What to produce:
Read through the records. Copy each line that has the word "shared".
● ● ● ● ● ● ●
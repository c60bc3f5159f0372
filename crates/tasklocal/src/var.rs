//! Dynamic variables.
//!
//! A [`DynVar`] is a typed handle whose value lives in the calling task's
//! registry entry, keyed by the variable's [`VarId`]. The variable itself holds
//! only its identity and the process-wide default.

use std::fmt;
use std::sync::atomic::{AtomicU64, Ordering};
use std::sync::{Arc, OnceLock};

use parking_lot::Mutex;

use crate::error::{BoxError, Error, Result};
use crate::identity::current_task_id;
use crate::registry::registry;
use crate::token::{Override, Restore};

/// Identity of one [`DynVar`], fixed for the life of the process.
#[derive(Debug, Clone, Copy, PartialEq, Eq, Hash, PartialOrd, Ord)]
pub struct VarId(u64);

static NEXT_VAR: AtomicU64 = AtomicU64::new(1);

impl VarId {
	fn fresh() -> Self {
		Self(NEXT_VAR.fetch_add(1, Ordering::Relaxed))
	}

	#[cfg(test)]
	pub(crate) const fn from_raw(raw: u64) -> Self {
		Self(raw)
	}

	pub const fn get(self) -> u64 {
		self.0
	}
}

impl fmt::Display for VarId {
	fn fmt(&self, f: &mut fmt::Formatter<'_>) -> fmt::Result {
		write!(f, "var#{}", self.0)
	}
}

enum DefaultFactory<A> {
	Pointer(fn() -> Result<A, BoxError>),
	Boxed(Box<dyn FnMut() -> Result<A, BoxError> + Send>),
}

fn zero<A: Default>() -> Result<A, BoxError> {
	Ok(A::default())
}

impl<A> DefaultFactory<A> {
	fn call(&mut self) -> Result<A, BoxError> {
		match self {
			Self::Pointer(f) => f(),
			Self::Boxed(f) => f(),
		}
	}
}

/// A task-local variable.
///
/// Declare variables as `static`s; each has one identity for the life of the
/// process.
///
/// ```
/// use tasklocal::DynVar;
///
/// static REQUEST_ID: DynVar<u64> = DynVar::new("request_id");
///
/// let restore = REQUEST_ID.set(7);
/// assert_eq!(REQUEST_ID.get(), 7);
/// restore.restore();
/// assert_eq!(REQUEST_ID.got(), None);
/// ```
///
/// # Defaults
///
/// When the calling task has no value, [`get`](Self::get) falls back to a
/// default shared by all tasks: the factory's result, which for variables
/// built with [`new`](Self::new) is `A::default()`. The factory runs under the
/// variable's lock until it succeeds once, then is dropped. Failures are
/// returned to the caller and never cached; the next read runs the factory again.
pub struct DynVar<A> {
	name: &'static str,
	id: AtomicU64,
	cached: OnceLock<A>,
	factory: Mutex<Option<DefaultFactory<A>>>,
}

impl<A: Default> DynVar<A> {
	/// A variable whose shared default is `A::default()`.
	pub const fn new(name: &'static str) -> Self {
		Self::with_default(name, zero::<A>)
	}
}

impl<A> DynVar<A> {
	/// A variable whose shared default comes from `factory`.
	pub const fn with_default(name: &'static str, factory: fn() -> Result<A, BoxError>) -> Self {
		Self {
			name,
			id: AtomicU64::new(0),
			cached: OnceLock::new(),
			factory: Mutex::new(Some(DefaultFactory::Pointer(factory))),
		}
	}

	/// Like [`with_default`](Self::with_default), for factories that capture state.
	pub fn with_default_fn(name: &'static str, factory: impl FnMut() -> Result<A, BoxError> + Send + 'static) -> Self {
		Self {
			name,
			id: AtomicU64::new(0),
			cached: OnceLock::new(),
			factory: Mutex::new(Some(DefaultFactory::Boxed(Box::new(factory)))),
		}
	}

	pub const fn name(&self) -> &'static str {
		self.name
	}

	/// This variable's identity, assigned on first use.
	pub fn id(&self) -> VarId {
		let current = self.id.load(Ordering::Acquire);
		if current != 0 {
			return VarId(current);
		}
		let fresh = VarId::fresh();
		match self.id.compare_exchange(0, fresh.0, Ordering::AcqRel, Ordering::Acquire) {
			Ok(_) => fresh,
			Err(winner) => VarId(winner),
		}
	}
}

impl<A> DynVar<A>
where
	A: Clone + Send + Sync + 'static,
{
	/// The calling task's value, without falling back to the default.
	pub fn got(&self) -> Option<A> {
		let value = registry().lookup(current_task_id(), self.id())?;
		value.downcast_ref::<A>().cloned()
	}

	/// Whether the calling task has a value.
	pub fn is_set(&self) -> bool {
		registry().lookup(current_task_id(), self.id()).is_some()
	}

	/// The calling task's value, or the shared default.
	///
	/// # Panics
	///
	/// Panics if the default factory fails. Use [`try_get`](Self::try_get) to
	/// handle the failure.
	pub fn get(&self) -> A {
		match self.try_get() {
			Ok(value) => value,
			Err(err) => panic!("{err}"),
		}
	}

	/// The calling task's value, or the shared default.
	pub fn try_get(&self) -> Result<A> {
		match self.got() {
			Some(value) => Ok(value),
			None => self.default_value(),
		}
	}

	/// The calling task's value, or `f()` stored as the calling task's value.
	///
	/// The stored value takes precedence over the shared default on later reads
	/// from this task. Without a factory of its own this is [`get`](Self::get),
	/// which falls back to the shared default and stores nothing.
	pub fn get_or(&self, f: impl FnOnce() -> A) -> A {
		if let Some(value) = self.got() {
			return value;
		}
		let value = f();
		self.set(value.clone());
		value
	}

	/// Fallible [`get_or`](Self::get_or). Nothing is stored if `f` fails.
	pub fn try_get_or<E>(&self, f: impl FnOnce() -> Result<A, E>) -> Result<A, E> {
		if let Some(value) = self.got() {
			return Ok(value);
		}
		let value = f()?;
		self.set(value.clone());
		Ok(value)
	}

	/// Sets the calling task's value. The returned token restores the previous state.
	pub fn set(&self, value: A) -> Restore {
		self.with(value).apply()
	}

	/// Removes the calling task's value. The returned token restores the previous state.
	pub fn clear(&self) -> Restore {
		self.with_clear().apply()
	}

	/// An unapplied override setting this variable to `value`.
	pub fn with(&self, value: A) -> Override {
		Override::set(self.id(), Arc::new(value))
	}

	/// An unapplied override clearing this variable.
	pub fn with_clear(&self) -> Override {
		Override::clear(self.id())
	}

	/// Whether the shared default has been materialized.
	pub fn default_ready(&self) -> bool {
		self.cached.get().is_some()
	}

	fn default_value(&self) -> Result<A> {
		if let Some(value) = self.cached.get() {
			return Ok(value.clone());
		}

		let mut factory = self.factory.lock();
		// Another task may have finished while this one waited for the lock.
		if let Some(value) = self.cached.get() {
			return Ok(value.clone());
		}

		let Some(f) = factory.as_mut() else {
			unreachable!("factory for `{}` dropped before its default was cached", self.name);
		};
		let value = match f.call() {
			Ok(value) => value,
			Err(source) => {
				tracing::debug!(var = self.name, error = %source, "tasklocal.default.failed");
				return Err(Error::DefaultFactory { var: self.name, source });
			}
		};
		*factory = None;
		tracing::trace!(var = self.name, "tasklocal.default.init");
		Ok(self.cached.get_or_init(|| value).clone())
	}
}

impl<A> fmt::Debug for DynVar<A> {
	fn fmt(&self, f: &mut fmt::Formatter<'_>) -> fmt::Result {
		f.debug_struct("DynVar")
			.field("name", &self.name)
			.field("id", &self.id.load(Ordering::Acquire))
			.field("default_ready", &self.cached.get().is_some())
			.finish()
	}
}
● ● ● ● ● ● ●
Solution for this exercise:
/// default shared by all tasks: the factory's result, which for variables
	/// A variable whose shared default is `A::default()`.
	/// A variable whose shared default comes from `factory`.
	/// The calling task's value, or the shared default.
	/// The calling task's value, or the shared default.
	/// The stored value takes precedence over the shared default on later reads
	/// which falls back to the shared default and stores nothing.
	/// Whether the shared default has been materialized.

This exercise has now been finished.